→ EXERCISE DETAILS
When the word "struct" shows up in a line of the data below, copy that whole line.

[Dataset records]
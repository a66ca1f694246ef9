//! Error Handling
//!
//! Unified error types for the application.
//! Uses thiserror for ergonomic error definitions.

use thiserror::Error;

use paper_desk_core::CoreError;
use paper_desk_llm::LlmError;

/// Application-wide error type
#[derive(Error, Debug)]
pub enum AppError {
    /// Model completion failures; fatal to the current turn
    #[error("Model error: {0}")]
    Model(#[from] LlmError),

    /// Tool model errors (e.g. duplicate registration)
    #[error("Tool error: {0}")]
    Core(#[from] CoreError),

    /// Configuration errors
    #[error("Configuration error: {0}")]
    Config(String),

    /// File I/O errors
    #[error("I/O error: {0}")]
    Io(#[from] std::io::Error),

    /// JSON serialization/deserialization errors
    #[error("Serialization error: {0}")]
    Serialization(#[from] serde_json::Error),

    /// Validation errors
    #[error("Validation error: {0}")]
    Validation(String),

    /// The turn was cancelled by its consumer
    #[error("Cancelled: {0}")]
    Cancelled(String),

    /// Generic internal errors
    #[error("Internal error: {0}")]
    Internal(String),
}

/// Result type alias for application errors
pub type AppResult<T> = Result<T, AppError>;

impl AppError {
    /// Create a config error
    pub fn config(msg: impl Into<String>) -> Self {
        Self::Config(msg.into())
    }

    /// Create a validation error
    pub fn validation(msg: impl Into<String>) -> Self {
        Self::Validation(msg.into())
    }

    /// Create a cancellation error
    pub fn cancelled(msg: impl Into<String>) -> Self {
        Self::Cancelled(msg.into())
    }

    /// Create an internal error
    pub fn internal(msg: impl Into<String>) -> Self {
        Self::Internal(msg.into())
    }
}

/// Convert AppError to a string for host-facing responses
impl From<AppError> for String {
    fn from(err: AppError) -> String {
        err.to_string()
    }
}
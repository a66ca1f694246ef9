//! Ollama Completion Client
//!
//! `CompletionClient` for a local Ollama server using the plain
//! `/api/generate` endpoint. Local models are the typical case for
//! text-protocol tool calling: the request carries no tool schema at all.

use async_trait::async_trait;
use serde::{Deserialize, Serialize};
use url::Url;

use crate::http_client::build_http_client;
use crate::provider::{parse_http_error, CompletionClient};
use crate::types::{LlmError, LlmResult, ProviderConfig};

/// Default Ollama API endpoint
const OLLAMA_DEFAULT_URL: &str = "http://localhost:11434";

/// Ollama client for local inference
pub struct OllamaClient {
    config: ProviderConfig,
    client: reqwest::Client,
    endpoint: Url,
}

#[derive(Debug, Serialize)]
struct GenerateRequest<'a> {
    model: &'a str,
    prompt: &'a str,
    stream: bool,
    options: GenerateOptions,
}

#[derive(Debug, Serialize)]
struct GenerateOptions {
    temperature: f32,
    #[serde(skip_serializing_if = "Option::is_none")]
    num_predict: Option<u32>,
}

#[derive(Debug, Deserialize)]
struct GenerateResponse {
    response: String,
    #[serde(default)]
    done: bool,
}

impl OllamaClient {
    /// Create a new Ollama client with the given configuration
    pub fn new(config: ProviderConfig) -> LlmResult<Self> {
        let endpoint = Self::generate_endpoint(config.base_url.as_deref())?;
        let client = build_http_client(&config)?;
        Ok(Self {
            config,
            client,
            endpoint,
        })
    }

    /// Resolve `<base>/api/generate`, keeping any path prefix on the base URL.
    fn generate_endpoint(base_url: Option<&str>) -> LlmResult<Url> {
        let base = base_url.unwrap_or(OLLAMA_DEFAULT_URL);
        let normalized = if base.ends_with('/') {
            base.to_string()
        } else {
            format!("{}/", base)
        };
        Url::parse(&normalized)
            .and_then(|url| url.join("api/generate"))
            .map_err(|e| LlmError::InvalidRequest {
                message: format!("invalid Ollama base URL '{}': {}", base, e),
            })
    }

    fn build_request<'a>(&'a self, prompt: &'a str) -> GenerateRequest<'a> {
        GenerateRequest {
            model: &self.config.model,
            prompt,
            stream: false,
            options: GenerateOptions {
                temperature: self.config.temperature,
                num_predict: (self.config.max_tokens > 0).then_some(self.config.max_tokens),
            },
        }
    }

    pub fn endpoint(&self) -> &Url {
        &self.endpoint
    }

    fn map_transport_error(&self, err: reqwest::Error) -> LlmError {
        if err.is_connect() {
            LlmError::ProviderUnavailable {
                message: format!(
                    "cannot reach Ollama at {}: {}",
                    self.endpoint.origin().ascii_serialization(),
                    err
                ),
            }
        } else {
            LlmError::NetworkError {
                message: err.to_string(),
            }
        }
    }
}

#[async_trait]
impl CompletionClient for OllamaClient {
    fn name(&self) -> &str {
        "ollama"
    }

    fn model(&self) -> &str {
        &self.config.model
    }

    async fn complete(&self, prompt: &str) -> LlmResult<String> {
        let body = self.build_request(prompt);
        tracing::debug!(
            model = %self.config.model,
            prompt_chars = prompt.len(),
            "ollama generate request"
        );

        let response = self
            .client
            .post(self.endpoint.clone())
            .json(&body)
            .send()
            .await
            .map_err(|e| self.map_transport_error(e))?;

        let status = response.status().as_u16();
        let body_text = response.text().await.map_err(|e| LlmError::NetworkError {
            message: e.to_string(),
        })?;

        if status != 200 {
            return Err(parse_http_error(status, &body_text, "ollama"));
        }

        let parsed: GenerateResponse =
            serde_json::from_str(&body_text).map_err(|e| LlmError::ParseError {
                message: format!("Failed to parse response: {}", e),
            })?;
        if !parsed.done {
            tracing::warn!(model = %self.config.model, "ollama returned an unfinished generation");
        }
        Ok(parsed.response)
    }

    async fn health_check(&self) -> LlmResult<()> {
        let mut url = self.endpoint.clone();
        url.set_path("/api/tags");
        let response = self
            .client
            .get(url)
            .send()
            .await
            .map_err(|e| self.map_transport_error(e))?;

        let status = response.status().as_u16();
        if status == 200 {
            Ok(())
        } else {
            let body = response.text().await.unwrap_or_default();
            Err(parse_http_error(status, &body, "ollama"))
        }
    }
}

→ RESPONSE
pub struct OllamaClient {
struct GenerateRequest<'a> {
struct GenerateOptions {
struct GenerateResponse {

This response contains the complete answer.